*** Provided entries ***
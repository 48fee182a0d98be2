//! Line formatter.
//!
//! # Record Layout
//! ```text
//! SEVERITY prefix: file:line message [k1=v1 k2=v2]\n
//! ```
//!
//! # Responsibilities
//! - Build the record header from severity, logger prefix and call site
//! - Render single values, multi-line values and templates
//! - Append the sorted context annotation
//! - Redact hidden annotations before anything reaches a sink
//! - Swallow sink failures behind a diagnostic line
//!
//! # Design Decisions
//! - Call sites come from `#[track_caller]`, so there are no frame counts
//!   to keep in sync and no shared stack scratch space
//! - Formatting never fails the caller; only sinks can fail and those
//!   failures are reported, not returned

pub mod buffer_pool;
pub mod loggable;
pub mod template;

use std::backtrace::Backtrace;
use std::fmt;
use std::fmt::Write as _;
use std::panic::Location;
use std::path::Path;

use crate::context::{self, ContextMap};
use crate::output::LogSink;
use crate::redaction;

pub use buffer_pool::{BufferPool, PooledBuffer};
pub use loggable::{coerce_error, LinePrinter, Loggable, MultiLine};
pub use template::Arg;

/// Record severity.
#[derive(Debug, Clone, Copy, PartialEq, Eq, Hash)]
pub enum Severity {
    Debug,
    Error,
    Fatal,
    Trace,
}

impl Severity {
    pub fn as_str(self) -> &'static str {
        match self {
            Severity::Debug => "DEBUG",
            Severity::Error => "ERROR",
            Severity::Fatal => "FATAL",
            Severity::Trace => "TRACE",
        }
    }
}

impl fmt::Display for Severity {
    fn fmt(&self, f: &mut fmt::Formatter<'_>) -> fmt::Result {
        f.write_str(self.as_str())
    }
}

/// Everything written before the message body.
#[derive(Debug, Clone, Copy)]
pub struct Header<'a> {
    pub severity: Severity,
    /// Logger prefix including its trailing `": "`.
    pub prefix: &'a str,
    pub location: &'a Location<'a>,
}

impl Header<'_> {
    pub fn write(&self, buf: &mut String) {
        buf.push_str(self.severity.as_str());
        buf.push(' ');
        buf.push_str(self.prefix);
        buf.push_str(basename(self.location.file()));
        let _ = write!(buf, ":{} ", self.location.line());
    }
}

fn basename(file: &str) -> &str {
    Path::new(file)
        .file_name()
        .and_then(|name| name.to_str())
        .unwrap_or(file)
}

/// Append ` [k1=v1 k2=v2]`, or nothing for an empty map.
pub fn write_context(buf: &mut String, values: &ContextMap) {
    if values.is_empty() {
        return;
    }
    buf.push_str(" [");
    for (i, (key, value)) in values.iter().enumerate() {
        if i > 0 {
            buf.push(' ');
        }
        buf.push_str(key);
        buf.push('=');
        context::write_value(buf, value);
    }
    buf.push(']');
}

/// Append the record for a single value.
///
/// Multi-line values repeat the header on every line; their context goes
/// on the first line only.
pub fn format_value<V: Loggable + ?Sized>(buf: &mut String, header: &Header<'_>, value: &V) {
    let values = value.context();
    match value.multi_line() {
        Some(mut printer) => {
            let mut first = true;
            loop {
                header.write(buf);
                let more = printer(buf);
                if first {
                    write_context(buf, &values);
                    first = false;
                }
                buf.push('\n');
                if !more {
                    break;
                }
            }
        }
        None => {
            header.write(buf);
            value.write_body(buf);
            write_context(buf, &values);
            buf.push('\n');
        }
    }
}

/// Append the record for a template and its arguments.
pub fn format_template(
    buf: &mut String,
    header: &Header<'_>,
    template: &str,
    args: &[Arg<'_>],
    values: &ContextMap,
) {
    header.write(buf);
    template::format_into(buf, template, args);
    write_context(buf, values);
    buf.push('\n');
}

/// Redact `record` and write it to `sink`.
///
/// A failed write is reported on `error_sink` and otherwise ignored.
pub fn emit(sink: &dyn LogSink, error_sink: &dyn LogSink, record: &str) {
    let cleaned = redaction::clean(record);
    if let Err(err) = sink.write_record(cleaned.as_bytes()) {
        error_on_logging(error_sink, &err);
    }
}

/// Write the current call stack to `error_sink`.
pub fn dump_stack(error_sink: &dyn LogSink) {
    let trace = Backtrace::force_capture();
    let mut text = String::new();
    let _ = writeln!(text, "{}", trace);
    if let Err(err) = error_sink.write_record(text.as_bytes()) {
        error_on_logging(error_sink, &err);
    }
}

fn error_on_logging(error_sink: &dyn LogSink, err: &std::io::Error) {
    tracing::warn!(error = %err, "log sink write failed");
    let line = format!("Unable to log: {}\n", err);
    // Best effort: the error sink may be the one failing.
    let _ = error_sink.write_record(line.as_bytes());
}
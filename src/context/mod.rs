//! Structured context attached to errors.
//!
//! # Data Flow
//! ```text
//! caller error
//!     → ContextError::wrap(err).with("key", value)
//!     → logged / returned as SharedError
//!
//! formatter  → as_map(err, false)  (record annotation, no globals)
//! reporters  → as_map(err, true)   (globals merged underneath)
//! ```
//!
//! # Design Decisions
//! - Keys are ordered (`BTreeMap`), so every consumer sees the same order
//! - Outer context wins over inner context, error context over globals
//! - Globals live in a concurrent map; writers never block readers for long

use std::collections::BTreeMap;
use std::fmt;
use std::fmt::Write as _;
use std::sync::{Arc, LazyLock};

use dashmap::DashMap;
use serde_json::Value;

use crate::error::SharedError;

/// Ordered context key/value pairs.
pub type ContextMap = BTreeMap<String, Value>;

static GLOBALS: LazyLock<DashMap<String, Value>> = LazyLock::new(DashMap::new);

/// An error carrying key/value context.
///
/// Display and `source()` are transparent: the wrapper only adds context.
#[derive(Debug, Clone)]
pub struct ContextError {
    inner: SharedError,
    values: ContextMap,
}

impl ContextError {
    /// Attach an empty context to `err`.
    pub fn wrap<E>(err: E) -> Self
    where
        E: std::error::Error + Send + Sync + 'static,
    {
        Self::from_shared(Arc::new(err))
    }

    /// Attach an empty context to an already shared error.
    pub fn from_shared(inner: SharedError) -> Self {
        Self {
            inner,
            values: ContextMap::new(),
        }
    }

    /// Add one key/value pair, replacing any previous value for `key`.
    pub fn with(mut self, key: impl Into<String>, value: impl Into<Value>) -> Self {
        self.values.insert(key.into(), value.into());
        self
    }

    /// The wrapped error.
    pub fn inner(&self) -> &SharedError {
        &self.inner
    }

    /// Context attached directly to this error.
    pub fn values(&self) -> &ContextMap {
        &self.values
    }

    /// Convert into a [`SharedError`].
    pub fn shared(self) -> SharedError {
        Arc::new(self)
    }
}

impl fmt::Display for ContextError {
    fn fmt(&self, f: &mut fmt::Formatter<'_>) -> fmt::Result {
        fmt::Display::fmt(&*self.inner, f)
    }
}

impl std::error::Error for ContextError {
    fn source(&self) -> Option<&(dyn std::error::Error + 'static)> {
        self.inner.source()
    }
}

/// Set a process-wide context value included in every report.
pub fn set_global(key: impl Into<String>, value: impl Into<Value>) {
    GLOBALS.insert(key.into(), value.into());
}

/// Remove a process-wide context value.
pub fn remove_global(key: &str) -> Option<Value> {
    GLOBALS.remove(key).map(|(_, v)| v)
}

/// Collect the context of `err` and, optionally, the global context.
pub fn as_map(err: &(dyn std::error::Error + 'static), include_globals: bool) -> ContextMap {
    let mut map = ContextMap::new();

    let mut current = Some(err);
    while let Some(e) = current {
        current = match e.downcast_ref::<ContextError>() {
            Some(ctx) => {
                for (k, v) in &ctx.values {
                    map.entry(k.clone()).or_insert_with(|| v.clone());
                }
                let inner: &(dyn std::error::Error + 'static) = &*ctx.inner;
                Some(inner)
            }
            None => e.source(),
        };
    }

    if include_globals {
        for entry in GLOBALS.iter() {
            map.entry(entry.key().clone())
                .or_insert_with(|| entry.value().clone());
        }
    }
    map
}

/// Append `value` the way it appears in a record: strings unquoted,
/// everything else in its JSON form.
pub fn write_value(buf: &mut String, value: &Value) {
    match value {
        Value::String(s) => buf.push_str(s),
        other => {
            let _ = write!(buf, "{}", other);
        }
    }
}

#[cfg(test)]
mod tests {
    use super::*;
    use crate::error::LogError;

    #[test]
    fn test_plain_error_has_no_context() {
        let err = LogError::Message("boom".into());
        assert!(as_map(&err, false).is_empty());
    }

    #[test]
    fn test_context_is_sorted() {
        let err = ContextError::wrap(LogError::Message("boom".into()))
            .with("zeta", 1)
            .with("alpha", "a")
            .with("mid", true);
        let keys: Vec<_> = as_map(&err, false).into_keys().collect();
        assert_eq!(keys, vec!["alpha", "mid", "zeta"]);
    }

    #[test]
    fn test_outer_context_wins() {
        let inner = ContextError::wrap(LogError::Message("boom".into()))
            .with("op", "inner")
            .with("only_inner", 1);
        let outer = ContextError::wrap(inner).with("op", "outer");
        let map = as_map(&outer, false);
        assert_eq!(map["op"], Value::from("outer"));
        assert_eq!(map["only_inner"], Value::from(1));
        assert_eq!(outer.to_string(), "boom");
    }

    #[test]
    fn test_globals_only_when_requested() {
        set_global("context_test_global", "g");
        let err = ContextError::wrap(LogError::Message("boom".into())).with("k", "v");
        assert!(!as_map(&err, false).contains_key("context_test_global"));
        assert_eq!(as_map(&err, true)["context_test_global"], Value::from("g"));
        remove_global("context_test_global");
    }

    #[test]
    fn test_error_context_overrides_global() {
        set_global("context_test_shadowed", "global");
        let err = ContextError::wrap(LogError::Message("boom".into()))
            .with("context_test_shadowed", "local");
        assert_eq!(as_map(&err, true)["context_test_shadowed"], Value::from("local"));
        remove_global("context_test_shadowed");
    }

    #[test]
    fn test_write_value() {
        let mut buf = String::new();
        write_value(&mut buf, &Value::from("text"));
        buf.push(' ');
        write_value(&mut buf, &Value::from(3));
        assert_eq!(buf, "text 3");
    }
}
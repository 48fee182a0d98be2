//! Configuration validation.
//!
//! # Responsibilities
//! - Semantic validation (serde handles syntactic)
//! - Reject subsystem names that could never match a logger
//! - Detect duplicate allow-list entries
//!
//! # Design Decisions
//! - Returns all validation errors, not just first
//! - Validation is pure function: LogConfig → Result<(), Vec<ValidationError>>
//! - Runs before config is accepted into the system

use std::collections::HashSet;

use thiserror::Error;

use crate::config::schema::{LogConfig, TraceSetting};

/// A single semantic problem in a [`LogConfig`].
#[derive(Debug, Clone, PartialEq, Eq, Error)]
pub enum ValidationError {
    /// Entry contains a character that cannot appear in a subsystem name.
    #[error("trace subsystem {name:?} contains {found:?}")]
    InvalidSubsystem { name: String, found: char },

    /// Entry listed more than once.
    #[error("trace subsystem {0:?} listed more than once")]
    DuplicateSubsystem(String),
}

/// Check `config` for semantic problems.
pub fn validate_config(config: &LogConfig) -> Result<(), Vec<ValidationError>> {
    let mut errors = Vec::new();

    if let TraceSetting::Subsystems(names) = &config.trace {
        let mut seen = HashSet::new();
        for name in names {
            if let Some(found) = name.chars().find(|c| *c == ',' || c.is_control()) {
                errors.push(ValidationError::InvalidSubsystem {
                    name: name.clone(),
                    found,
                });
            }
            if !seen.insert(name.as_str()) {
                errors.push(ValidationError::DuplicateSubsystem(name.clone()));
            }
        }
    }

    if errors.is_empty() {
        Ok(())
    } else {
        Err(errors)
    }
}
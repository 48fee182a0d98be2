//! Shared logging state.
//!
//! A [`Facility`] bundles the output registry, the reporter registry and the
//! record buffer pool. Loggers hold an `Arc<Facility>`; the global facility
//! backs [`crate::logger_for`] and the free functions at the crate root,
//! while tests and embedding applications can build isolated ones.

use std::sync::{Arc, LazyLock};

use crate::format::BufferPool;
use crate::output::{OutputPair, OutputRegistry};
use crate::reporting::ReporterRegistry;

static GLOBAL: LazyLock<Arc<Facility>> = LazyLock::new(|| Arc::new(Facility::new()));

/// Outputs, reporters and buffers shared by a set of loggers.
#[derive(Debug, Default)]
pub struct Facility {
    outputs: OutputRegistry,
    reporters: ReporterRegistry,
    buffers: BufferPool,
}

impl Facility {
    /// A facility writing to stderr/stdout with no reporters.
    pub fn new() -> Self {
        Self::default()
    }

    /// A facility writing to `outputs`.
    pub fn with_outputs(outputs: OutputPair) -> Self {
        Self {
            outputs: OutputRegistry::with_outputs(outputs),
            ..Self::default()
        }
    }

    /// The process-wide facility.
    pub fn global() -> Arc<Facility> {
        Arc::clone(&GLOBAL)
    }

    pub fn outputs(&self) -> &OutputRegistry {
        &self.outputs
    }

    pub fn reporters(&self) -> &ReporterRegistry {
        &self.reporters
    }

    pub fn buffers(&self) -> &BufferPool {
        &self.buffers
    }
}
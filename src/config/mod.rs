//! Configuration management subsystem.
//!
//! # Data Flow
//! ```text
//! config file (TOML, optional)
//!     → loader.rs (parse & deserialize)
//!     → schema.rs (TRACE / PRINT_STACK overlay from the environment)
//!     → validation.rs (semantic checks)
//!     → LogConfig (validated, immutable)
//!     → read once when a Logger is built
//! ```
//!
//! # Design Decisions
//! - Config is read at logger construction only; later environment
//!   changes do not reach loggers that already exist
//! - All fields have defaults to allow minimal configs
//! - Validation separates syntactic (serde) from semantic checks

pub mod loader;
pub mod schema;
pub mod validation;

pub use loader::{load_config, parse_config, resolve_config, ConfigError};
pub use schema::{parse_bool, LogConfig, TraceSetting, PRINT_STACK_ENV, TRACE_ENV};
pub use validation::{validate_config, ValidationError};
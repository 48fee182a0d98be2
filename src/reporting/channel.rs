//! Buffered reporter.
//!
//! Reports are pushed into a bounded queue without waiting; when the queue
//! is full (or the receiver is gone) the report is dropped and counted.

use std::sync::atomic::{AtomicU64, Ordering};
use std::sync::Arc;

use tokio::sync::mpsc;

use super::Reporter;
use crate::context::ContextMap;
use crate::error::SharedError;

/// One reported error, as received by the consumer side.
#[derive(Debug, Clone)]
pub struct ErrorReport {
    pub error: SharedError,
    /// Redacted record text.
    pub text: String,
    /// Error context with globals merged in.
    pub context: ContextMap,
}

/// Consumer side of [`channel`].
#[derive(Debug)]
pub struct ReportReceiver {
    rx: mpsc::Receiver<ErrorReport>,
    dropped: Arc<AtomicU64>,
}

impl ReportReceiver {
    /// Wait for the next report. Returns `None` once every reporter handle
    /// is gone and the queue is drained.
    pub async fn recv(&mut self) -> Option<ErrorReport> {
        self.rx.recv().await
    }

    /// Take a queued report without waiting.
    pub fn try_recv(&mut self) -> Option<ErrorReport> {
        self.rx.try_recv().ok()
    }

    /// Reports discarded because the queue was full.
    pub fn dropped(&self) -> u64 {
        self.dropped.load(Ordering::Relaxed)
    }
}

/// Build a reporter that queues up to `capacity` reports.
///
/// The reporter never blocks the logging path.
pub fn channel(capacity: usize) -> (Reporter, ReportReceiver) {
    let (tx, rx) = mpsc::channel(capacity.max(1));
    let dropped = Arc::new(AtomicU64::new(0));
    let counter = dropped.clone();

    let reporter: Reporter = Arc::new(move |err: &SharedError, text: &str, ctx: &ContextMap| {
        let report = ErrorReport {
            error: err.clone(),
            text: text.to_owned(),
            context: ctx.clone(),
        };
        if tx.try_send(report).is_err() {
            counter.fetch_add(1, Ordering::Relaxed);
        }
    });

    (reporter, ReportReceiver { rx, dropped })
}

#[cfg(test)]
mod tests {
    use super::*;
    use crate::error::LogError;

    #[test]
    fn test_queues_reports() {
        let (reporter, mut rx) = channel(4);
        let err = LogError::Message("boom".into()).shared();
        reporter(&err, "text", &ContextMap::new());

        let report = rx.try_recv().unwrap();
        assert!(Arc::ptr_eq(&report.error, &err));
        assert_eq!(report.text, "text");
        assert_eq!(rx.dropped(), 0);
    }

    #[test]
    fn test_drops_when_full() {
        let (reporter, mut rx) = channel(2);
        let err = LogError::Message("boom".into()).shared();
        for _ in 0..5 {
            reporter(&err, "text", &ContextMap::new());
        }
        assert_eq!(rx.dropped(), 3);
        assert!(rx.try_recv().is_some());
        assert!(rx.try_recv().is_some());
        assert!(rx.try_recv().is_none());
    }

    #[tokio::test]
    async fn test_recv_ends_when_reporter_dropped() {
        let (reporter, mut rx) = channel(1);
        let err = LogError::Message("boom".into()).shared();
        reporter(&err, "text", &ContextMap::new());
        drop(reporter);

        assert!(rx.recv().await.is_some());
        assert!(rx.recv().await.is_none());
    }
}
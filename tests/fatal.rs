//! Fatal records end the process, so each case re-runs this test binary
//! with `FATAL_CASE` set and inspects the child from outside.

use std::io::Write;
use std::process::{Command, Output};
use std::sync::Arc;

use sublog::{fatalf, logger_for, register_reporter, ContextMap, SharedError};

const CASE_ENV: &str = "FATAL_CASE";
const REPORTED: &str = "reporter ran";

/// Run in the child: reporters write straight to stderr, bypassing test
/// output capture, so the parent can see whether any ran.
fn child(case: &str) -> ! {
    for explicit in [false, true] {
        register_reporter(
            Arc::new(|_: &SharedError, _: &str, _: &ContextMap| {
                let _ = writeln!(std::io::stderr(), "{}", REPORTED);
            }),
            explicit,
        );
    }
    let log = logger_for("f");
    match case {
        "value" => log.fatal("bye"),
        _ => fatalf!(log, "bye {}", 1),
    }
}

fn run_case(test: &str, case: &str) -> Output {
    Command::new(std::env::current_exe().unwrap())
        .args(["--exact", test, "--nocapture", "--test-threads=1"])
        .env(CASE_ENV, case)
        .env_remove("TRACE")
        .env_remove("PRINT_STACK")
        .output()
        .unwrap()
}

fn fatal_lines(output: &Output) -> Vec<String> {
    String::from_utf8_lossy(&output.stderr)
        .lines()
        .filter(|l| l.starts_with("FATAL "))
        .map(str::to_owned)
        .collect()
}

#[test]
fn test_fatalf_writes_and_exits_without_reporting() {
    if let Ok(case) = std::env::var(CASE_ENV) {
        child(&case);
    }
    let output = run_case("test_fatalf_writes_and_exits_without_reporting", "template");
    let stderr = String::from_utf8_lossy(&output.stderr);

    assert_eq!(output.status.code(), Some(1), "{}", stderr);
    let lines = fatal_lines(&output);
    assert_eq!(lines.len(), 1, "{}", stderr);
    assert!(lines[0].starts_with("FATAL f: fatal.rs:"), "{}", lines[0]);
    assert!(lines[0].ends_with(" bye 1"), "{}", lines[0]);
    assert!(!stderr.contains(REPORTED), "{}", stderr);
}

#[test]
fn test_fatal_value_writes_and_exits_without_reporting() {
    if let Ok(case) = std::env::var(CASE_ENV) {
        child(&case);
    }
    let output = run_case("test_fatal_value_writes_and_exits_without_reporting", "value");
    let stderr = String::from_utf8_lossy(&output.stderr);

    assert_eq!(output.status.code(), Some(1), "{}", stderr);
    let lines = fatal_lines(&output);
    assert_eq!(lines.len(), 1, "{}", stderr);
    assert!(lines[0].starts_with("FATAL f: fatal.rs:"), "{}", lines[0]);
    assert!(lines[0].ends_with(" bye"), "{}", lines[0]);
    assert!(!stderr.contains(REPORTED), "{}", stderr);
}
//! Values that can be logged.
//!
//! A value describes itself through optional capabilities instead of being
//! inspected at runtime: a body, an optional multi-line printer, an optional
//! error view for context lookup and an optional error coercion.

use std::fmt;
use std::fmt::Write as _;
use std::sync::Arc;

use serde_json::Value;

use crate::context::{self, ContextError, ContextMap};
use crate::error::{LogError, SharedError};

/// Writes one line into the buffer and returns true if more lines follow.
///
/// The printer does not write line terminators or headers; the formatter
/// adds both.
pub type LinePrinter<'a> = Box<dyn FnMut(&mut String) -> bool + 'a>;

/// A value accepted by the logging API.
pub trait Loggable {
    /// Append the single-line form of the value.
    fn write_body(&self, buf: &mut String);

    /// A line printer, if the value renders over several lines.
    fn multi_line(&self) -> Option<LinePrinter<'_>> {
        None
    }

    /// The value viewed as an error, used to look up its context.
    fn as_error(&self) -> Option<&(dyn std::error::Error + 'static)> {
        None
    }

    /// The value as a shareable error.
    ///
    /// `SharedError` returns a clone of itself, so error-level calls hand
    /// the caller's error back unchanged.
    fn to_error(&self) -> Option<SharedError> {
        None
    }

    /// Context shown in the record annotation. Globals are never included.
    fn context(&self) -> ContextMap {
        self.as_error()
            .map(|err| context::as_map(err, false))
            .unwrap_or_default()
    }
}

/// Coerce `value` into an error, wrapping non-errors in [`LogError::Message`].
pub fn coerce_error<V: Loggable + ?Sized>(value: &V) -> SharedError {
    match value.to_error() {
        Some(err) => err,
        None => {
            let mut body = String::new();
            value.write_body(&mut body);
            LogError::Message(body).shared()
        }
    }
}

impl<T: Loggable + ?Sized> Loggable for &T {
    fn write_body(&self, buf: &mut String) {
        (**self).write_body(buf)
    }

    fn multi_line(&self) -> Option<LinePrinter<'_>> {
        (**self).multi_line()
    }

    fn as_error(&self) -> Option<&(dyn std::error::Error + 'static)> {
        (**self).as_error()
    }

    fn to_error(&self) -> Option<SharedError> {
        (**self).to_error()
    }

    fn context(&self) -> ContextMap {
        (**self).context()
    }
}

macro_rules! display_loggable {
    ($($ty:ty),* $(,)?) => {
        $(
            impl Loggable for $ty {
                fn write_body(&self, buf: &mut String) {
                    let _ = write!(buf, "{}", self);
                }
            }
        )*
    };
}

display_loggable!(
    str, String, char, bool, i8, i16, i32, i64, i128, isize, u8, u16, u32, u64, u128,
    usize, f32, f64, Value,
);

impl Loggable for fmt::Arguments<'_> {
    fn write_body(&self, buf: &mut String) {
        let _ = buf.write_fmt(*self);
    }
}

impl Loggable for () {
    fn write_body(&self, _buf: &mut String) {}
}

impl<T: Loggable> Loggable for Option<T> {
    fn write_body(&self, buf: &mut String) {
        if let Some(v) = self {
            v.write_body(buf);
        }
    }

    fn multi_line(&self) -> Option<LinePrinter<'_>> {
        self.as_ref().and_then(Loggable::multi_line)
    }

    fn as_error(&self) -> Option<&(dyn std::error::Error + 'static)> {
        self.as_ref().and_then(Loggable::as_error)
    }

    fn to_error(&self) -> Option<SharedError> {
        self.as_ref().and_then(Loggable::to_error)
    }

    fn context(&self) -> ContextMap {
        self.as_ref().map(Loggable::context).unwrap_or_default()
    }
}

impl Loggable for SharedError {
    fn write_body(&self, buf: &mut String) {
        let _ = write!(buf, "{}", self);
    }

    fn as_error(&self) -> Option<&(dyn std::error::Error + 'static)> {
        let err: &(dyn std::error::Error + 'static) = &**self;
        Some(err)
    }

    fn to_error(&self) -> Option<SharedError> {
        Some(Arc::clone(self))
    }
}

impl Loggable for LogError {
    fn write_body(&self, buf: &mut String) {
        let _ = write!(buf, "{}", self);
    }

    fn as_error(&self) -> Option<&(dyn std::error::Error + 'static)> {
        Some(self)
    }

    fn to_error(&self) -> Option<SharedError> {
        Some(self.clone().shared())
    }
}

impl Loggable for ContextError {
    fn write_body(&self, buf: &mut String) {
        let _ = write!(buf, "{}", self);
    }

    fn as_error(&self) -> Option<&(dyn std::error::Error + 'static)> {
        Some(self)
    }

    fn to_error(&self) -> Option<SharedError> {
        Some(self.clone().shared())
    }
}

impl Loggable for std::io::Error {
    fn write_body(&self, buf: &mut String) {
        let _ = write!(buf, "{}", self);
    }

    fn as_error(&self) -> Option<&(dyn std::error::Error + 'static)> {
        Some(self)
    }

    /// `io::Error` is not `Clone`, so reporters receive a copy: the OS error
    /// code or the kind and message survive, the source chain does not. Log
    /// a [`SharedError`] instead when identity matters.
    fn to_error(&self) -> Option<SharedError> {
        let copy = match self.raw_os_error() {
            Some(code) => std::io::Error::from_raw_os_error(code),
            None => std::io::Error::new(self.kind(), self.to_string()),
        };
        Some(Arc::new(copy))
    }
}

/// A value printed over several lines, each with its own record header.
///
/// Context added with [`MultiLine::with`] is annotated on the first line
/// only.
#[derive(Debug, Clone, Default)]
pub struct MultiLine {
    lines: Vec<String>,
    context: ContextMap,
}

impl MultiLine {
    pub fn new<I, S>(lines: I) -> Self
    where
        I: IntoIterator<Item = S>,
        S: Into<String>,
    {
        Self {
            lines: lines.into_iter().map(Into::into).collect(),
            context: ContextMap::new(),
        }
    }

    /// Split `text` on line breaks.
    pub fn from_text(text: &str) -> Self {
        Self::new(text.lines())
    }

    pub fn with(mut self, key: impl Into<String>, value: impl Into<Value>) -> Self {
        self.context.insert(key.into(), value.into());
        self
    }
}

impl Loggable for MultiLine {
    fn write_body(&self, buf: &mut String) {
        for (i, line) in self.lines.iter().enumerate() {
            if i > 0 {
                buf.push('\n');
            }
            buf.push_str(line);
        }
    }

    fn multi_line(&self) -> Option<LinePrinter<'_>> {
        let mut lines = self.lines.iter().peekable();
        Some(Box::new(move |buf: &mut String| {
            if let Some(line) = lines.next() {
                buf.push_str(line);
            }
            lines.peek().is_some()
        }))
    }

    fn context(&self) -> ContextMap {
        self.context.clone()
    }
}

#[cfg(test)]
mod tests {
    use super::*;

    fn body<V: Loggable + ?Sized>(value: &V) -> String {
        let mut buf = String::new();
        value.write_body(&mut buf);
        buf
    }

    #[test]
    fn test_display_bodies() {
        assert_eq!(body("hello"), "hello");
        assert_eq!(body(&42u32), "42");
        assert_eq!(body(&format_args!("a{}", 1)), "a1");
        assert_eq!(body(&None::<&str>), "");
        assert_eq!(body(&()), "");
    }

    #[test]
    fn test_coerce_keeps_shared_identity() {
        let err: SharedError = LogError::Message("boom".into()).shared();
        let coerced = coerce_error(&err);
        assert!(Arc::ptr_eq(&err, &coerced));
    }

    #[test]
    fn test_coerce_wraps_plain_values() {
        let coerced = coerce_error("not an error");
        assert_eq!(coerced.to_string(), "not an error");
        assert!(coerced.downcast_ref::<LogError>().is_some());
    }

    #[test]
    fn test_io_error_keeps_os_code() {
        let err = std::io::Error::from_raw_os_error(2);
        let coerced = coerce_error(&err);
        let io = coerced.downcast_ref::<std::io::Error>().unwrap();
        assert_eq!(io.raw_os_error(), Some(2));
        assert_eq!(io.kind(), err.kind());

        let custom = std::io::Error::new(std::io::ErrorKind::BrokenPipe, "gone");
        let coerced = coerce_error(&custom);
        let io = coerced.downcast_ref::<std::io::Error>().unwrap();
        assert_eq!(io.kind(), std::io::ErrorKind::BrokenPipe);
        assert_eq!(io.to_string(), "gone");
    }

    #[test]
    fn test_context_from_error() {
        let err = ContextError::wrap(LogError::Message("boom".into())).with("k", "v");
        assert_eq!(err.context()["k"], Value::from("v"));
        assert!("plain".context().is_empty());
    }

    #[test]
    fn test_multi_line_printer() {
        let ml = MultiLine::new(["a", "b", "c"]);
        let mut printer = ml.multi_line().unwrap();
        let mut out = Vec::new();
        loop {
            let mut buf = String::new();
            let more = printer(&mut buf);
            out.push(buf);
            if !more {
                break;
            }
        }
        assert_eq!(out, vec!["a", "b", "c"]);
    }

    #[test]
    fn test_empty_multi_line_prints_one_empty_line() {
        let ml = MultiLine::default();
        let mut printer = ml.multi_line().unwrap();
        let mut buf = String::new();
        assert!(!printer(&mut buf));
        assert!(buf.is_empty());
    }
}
***
[Exercise objective]:
Set down again, word for word, the stretch of records from the line with "pub struct MultiLine" to the line with "let mut lines", both of those lines included.

[Answer box]:
pub struct MultiLine {
    lines: Vec<String>,
    context: ContextMap,
}

impl MultiLine {
    pub fn new<I, S>(lines: I) -> Self
    where
        I: IntoIterator<Item = S>,
        S: Into<String>,
    {
        Self {
            lines: lines.into_iter().map(Into::into).collect(),
            context: ContextMap::new(),
        }
    }

    /// Split `text` on line breaks.
    pub fn from_text(text: &str) -> Self {
        Self::new(text.lines())
    }

    pub fn with(mut self, key: impl Into<String>, value: impl Into<Value>) -> Self {
        self.context.insert(key.into(), value.into());
        self
    }
}

impl Loggable for MultiLine {
    fn write_body(&self, buf: &mut String) {
        for (i, line) in self.lines.iter().enumerate() {
            if i > 0 {
                buf.push('\n');
            }
            buf.push_str(line);
        }
    }

    fn multi_line(&self) -> Option<LinePrinter<'_>> {
        let mut lines = self.lines.iter().peekable();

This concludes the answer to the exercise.